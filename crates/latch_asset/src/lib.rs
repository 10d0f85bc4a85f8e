//! Latch Asset Pipeline
//!
//! Asset loading, conversion, and management

/// Asset handle (opaque ID)
#[derive(Debug, Copy, Clone, PartialEq, Eq, Hash)]
pub struct AssetHandle(u64);

/// Asset registry (placeholder)
pub struct AssetRegistry {
    next_id: u64,
}

impl AssetRegistry {
    pub fn new() -> Self {
        Self { next_id: 1 }
    }

    pub fn register(&mut self) -> AssetHandle {
        let handle = AssetHandle(self.next_id);
        self.next_id += 1;
        handle
    }
}

impl Default for AssetRegistry {
    fn default() -> Self {
        Self::new()
    }
}
fn eval_numeric_binary<FI, FF>(
    op: &'static str,
    x: &Node,
    y: &Node,
    ctx: &mut EvalContext,
    int_op: FI,
    float_op: FF,
) -> EngineResult<Value>
where
    FI: Fn(i64, i64) -> EngineResult<i64>,
    FF: Fn(f64, f64) -> f64,
{
    let xv = evaluate(x, ctx)?;
    let yv = evaluate(y, ctx)?;
    let result_tag = promote(xv.as_primitive()?.tag(), yv.as_primitive()?.tag())
        .map_err(|_| EngineError::domain(op, "operands must both be numeric"))?;
    let value = if result_tag.is_float() {
        primitive_from_f64(result_tag, float_op(xv.as_f64()?, yv.as_f64()?))
    } else {
        primitive_from_i64(result_tag, int_op(xv.as_i64()?, yv.as_i64()?)?)
    };
    Ok(Value::from_primitive(value))
}

fn eval_mod(x: &Node, y: &Node, ctx: &mut EvalContext) -> EngineResult<Value> {
    let xv = evaluate(x, ctx)?;
    let yv = evaluate(y, ctx)?;
    let xt = xv.as_primitive()?.tag();
    let yt = yv.as_primitive()?.tag();
    if xt.is_float() || yt.is_float() {
        return Err(EngineError::domain("Mod", "modulo requires integer operands"));
    }
    let result_tag = promote(xt, yt).map_err(|_| EngineError::domain("Mod", "operands must be numeric"))?;
    let xi = xv.as_i64()?;
    let yi = yv.as_i64()?;
    if yi == 0 {
        return Err(EngineError::domain("Mod", "modulo by zero"));
    }
    let r = xi
        .checked_rem(yi)
        .ok_or_else(|| EngineError::domain("Mod", "overflow"))?;
    Ok(Value::from_primitive(primitive_from_i64(result_tag, r)))
}

fn eval_abs(x: &Node, ctx: &mut EvalContext) -> EngineResult<Value> {
    let xv = evaluate(x, ctx)?;
    let p = match xv.as_primitive()? {
        Primitive::Int32(v) => Primitive::Int32(
            v.checked_abs()
                .ok_or_else(|| EngineError::domain("Abs", "integer overflow"))?,
        ),
        Primitive::Int64(v) => Primitive::Int64(
            v.checked_abs()
                .ok_or_else(|| EngineError::domain("Abs", "integer overflow"))?,
        ),
        Primitive::Float32(v) => Primitive::Float32(v.abs()),
        Primitive::Float64(v) => Primitive::Float64(v.abs()),
        other => return Err(EngineError::domain("Abs", format!("non-numeric operand: {:?}", other.tag()))),
    };
    Ok(Value::from_primitive(p))
}

fn eval_round<F>(op: &'static str, x: &Node, ctx: &mut EvalContext, f: F) -> EngineResult<Value>
where
    F: Fn(f64) -> f64,
{
    let xv = evaluate(x, ctx)?;
    match xv.as_primitive()? {
        Primitive::Int32(_) | Primitive::Int64(_) => Ok(xv.clone()),
        Primitive::Float32(v) => Ok(Value::from_primitive(Primitive::Float32(f(*v as f64) as f32))),
        Primitive::Float64(v) => Ok(Value::from_primitive(Primitive::Float64(f(*v)))),
        other => Err(EngineError::domain(op, format!("non-numeric operand: {:?}", other.tag()))),
    }
}

fn eval_numeric_unary<F>(op: &'static str, x: &Node, ctx: &mut EvalContext, f: F) -> EngineResult<Value>
where
    F: Fn(f64) -> f64,
{
    let xv = evaluate(x, ctx)?;
    let xt = xv.as_primitive()?.tag();
    if !xt.is_numeric() {
        return Err(EngineError::domain(op, format!("non-numeric operand: {:?}", xt)));
    }
    let out = f(xv.as_f64()?);
    let p = if xt == Tag::Float32 {
        Primitive::Float32(out as f32)
    } else {
        Primitive::Float64(out)
    };
    Ok(Value::from_primitive(p))
}

fn eval_inverse_trig<F>(op: &'static str, x: &Node, ctx: &mut EvalContext, f: F) -> EngineResult<Value>
where
    F: Fn(f64) -> f64,
{
    let xv = evaluate(x, ctx)?;
    let xt = xv.as_primitive()?.tag();
    if !xt.is_numeric() {
        return Err(EngineError::domain(op, format!("non-numeric operand: {:?}", xt)));
    }
    let input = xv.as_f64()?;
    if !(-1.0..=1.0).contains(&input) {
        return Err(EngineError::domain(op, format!("{} outside domain [-1, 1]", input)));
    }
    let out = f(input);
    let p = if xt == Tag::Float32 {
        Primitive::Float32(out as f32)
    } else {
        Primitive::Float64(out)
    };
    Ok(Value::from_primitive(p))
}

fn eval_random(low: &Node, high: &Node, ctx: &mut EvalContext) -> EngineResult<Value> {
    let lv = evaluate(low, ctx)?;
    let hv = evaluate(high, ctx)?;
    let lt = lv.as_primitive()?.tag();
    let ht = hv.as_primitive()?.tag();
    if !lt.is_float() || !ht.is_float() {
        return Err(EngineError::domain("Random", "bounds must be float32 or float64"));
    }
    let result_tag = if lt == Tag::Float64 || ht == Tag::Float64 {
        Tag::Float64
    } else {
        Tag::Float32
    };
    let lo = lv.as_f64()?;
    let hi = hv.as_f64()?;
    if lo > hi {
        return Err(EngineError::domain("Random", "low bound greater than high bound"));
    }
    let sample = if lo == hi { lo } else { ctx.rng.gen_range(lo..=hi) };
    Ok(Value::from_primitive(primitive_from_f64(result_tag, sample)))
}

fn eval_bool_binary<F>(op: &'static str, x: &Node, y: &Node, ctx: &mut EvalContext, f: F) -> EngineResult<Value>
where
    F: Fn(bool, bool) -> bool,
{
    let xv = evaluate(x, ctx)?;
    let yv = evaluate(y, ctx)?;
    let a = xv
        .as_bool()
        .map_err(|_| EngineError::domain(op, "operands must be BOOL"))?;
    let b = yv
        .as_bool()
        .map_err(|_| EngineError::domain(op, "operands must be BOOL"))?;
    Ok(Value::from_primitive(Primitive::Bool(f(a, b))))
}

fn eval_eq(x: &Node, y: &Node, ctx: &mut EvalContext) -> EngineResult<Value> {
    let xv = evaluate(x, ctx)?;
    let yv = evaluate(y, ctx)?;
    let xp = xv.as_primitive()?;
    let yp = yv.as_primitive()?;
    let xt = xp.tag();
    let yt = yp.tag();
    let result = if xt.is_numeric() && yt.is_numeric() {
        let result_tag = promote(xt, yt)?;
        if result_tag.is_float() {
            xv.as_f64()? == yv.as_f64()?
        } else {
            xv.as_i64()? == yv.as_i64()?
        }
    } else if xt == Tag::Bool && yt == Tag::Bool {
        xv.as_bool()? == yv.as_bool()?
    } else if xt == Tag::Str && yt == Tag::Str {
        xv.as_str()? == yv.as_str()?
    } else {
        return Err(EngineError::domain("Eq", format!("cannot compare {:?} and {:?}", xt, yt)));
    };
    Ok(Value::from_primitive(Primitive::Bool(result)))
}
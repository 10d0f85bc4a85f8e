//! Entity and component-type indices (§4.4): the bookkeeping that lets the
//! interpreter resolve an `AttributeRef { entity_id, component, attribute }`
//! down to a concrete [`CompStoreId`] without scanning every pool.

use std::collections::{HashMap, HashSet};

use crate::error::{EngineError, EngineResult};
use crate::store::{ComponentStore, CompStoreId};
use crate::value::Value;

pub type EntityId = u64;

/// Tracks which components are attached to which entities.
#[derive(Default)]
pub struct EntityIndex {
    next_entity_id: EntityId,
    entity_components: HashMap<EntityId, HashSet<CompStoreId>>,
}

impl EntityIndex {
    pub fn new() -> Self {
        EntityIndex {
            next_entity_id: 1,
            entity_components: HashMap::new(),
        }
    }

    /// Allocate a fresh entity id, skipping zero (`UNSET_ENTITY_ID`) and any
    /// id already claimed by a caller-supplied entity.
    pub fn add_entity_id(&mut self) -> EntityId {
        loop {
            let candidate = self.next_entity_id;
            self.next_entity_id += 1;
            if candidate != 0 && !self.entity_components.contains_key(&candidate) {
                self.entity_components.entry(candidate).or_default();
                return candidate;
            }
        }
    }

    /// Register a caller-supplied entity id, bumping the fresh-id counter
    /// past it so later `add_entity_id` calls never collide.
    pub fn set_entity_id(&mut self, entity_id: EntityId) {
        self.entity_components.entry(entity_id).or_default();
        if entity_id >= self.next_entity_id {
            self.next_entity_id = entity_id + 1;
        }
    }

    pub fn attach(&mut self, entity_id: EntityId, comp: CompStoreId) {
        self.entity_components.entry(entity_id).or_default().insert(comp);
    }

    pub fn detach(&mut self, entity_id: EntityId, comp: CompStoreId) {
        if let Some(set) = self.entity_components.get_mut(&entity_id) {
            set.remove(&comp);
        }
    }

    pub fn components_of(&self, entity_id: EntityId) -> impl Iterator<Item = CompStoreId> + '_ {
        self.entity_components
            .get(&entity_id)
            .into_iter()
            .flat_map(|set| set.iter().copied())
    }

    pub fn contains_entity(&self, entity_id: EntityId) -> bool {
        self.entity_components.contains_key(&entity_id)
    }
}

/// Maps component type names to the dense `type_index` their pool lives at
/// in the [`ComponentStore`]. Registration is idempotent.
#[derive(Default)]
pub struct ComponentTypeIndex {
    name_to_index: HashMap<String, usize>,
}

impl ComponentTypeIndex {
    pub fn new() -> Self {
        ComponentTypeIndex {
            name_to_index: HashMap::new(),
        }
    }

    pub fn add_component_type(&mut self, name: &str) -> usize {
        if let Some(&idx) = self.name_to_index.get(name) {
            return idx;
        }
        let idx = self.name_to_index.len();
        self.name_to_index.insert(name.to_string(), idx);
        idx
    }

    pub fn type_index_of(&self, name: &str) -> EngineResult<usize> {
        self.name_to_index
            .get(name)
            .copied()
            .ok_or_else(|| EngineError::UnknownComponentType {
                name: name.to_string(),
            })
    }
}

/// Combines both indices to resolve an attribute reference against the
/// component store.
#[derive(Default)]
pub struct IndexStore {
    pub entities: EntityIndex,
    pub types: ComponentTypeIndex,
}

impl IndexStore {
    pub fn new() -> Self {
        IndexStore {
            entities: EntityIndex::new(),
            types: ComponentTypeIndex::new(),
        }
    }

    /// Intersect "live handles of `component` type" with "handles attached
    /// to `entity_id`". Zero matches is `AttrNotFound`; more than one is
    /// ambiguous (this engine's construction never attaches two components
    /// of the same type to the same entity, but resolution does not assume
    /// that — it is checked generically).
    fn resolve_component<'a>(
        &self,
        store: &'a ComponentStore,
        entity_id: EntityId,
        component: &str,
        attribute: &str,
    ) -> EngineResult<CompStoreId> {
        let type_index = self.types.type_index_of(component).map_err(|_| {
            EngineError::AttrNotFound {
                component: component.to_string(),
                entity_id,
                attribute: attribute.to_string(),
            }
        })?;

        let attached: HashSet<CompStoreId> = self.entities.components_of(entity_id).collect();
        let mut matches = store
            .iter_type(type_index)
            .filter(|(slot, _)| {
                attached.contains(&CompStoreId {
                    type_index,
                    slot_id: *slot,
                })
            })
            .map(|(slot, _)| CompStoreId { type_index, slot_id: slot });

        let first = matches.next().ok_or_else(|| EngineError::AttrNotFound {
            component: component.to_string(),
            entity_id,
            attribute: attribute.to_string(),
        })?;

        let rest = matches.count();
        if rest > 0 {
            return Err(EngineError::Ambiguous {
                component: component.to_string(),
                entity_id,
                attribute: attribute.to_string(),
                count: rest + 1,
            });
        }
        Ok(first)
    }

    pub fn resolve_attribute<'a>(
        &self,
        store: &'a ComponentStore,
        entity_id: EntityId,
        component: &str,
        attribute: &str,
    ) -> EngineResult<&'a Value> {
        let id = self.resolve_component(store, entity_id, component, attribute)?;
        store.get(id)?.get_value(attribute)
    }

    pub fn resolve_component_id(
        &self,
        store: &ComponentStore,
        entity_id: EntityId,
        component: &str,
        attribute: &str,
    ) -> EngineResult<CompStoreId> {
        self.resolve_component(store, entity_id, component, attribute)
    }
}

#[cfg(test)]
mod tests {
    use super::*;
    use crate::component::{ComponentDef, UserComponent};
    use crate::value::{DeclaredType, Primitive, Tag};
    use std::sync::Arc;

    fn position_def() -> Arc<ComponentDef> {
        let mut schema = HashMap::new();
        schema.insert("x".to_string(), DeclaredType::Primitive(Tag::Float64));
        Arc::new(ComponentDef::new("Position", schema))
    }

    #[test]
    fn fresh_entity_ids_never_collide_with_preset_ones() {
        let mut idx = EntityIndex::new();
        idx.set_entity_id(1);
        let fresh = idx.add_entity_id();
        assert_ne!(fresh, 1);
    }

    #[test]
    fn resolve_attribute_finds_attached_component() {
        let mut store = ComponentStore::new();
        let mut idx = IndexStore::new();
        let type_index = idx.types.add_component_type("Position");
        let entity = idx.entities.add_entity_id();
        let mut comp = UserComponent::new(position_def());
        comp.set_value("x", Value::from_primitive(Primitive::Float64(3.0)))
            .unwrap();
        let id = store.insert(type_index, comp);
        idx.entities.attach(entity, id);

        let value = idx
            .resolve_attribute(&store, entity, "Position", "x")
            .unwrap();
        assert_eq!(value.as_f64().unwrap(), 3.0);
    }

    #[test]
    fn resolve_attribute_missing_component_is_attr_not_found() {
        let store = ComponentStore::new();
        let mut idx = IndexStore::new();
        idx.types.add_component_type("Position");
        let entity = idx.entities.add_entity_id();
        let err = idx
            .resolve_attribute(&store, entity, "Position", "x")
            .unwrap_err();
        assert!(matches!(err, EngineError::AttrNotFound { .. }));
    }

    #[test]
    fn resolve_attribute_two_attached_is_ambiguous() {
        let mut store = ComponentStore::new();
        let mut idx = IndexStore::new();
        let type_index = idx.types.add_component_type("Position");
        let entity = idx.entities.add_entity_id();
        let a = store.insert(type_index, UserComponent::new(position_def()));
        let b = store.insert(type_index, UserComponent::new(position_def()));
        idx.entities.attach(entity, a);
        idx.entities.attach(entity, b);
        let err = idx
            .resolve_attribute(&store, entity, "Position", "x")
            .unwrap_err();
        assert!(matches!(err, EngineError::Ambiguous { .. }));
    }
}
——
YOUR ASSIGNMENT -
Scan the listing above, and wherever a line holds the word "caller", copy it.

YOUR SOLUTION -
    /// id already claimed by a caller-supplied entity.
    /// Register a caller-supplied entity id, bumping the fresh-id counter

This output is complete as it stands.